**Activity**
Find and copy the lines in the records beneath this task that contain the word "return".

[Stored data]
● ● ● ● ●

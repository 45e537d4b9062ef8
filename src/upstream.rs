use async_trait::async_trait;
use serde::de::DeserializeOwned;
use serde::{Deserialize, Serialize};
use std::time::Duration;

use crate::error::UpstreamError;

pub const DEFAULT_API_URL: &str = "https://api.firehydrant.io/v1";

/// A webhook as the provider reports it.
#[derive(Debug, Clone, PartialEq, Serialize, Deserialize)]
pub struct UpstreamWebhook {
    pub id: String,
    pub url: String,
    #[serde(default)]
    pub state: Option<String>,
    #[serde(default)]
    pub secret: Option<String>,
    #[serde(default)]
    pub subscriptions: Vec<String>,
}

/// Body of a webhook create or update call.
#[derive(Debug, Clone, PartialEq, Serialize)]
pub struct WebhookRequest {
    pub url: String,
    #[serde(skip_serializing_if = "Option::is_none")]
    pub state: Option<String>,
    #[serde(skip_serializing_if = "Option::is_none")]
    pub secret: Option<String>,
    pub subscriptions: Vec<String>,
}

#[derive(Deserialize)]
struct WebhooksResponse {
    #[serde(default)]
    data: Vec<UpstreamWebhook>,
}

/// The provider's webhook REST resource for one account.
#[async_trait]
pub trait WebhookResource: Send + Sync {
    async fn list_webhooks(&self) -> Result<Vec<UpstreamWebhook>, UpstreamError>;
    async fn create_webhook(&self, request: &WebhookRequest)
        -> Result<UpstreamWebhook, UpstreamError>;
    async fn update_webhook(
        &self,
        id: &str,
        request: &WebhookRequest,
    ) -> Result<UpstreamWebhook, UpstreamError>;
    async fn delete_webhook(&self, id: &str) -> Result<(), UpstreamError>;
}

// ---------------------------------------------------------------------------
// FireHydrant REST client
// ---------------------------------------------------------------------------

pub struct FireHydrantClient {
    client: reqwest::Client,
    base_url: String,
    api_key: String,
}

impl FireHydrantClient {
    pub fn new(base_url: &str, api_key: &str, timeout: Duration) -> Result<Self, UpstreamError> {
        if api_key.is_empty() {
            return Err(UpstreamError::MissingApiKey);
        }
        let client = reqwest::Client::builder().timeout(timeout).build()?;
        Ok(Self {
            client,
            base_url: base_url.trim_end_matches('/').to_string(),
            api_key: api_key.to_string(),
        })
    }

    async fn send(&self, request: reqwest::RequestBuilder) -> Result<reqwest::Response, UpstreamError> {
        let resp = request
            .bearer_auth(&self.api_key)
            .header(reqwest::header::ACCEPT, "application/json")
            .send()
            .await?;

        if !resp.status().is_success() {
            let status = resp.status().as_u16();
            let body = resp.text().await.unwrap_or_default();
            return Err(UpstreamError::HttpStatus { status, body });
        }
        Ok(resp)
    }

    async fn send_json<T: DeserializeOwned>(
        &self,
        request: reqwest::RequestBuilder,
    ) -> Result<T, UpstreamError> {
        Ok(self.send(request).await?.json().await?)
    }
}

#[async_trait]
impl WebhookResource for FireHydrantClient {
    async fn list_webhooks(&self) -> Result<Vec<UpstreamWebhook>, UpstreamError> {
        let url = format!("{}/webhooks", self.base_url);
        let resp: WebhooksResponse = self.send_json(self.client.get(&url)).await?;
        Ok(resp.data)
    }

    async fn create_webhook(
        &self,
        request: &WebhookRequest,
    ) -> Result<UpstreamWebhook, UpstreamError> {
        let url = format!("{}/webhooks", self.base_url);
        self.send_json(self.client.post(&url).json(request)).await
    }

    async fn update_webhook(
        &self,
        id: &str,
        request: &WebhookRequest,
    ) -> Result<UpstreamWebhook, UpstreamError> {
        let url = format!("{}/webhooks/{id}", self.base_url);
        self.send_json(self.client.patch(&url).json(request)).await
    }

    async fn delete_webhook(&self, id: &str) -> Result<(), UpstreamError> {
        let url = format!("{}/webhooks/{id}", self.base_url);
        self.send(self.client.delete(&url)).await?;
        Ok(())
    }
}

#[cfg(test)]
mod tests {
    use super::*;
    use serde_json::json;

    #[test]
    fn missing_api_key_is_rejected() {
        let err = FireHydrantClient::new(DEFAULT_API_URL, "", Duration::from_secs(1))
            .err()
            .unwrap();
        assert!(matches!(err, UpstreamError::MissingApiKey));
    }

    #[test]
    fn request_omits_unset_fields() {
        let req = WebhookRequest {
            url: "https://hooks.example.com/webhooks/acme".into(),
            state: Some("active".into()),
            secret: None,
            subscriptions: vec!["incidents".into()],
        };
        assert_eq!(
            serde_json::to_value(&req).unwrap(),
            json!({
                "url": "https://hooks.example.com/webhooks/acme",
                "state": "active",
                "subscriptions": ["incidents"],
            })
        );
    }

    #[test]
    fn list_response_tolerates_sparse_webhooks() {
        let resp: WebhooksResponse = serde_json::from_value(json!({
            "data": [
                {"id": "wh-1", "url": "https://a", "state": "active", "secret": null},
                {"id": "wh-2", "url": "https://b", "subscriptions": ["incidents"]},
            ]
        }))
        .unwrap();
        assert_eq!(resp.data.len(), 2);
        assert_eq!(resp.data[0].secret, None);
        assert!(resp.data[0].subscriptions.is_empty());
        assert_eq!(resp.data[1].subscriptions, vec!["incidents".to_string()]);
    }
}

● ● ● ● ●

**Result for this task**
            return Err(UpstreamError::MissingApiKey);
            return Err(UpstreamError::HttpStatus { status, body });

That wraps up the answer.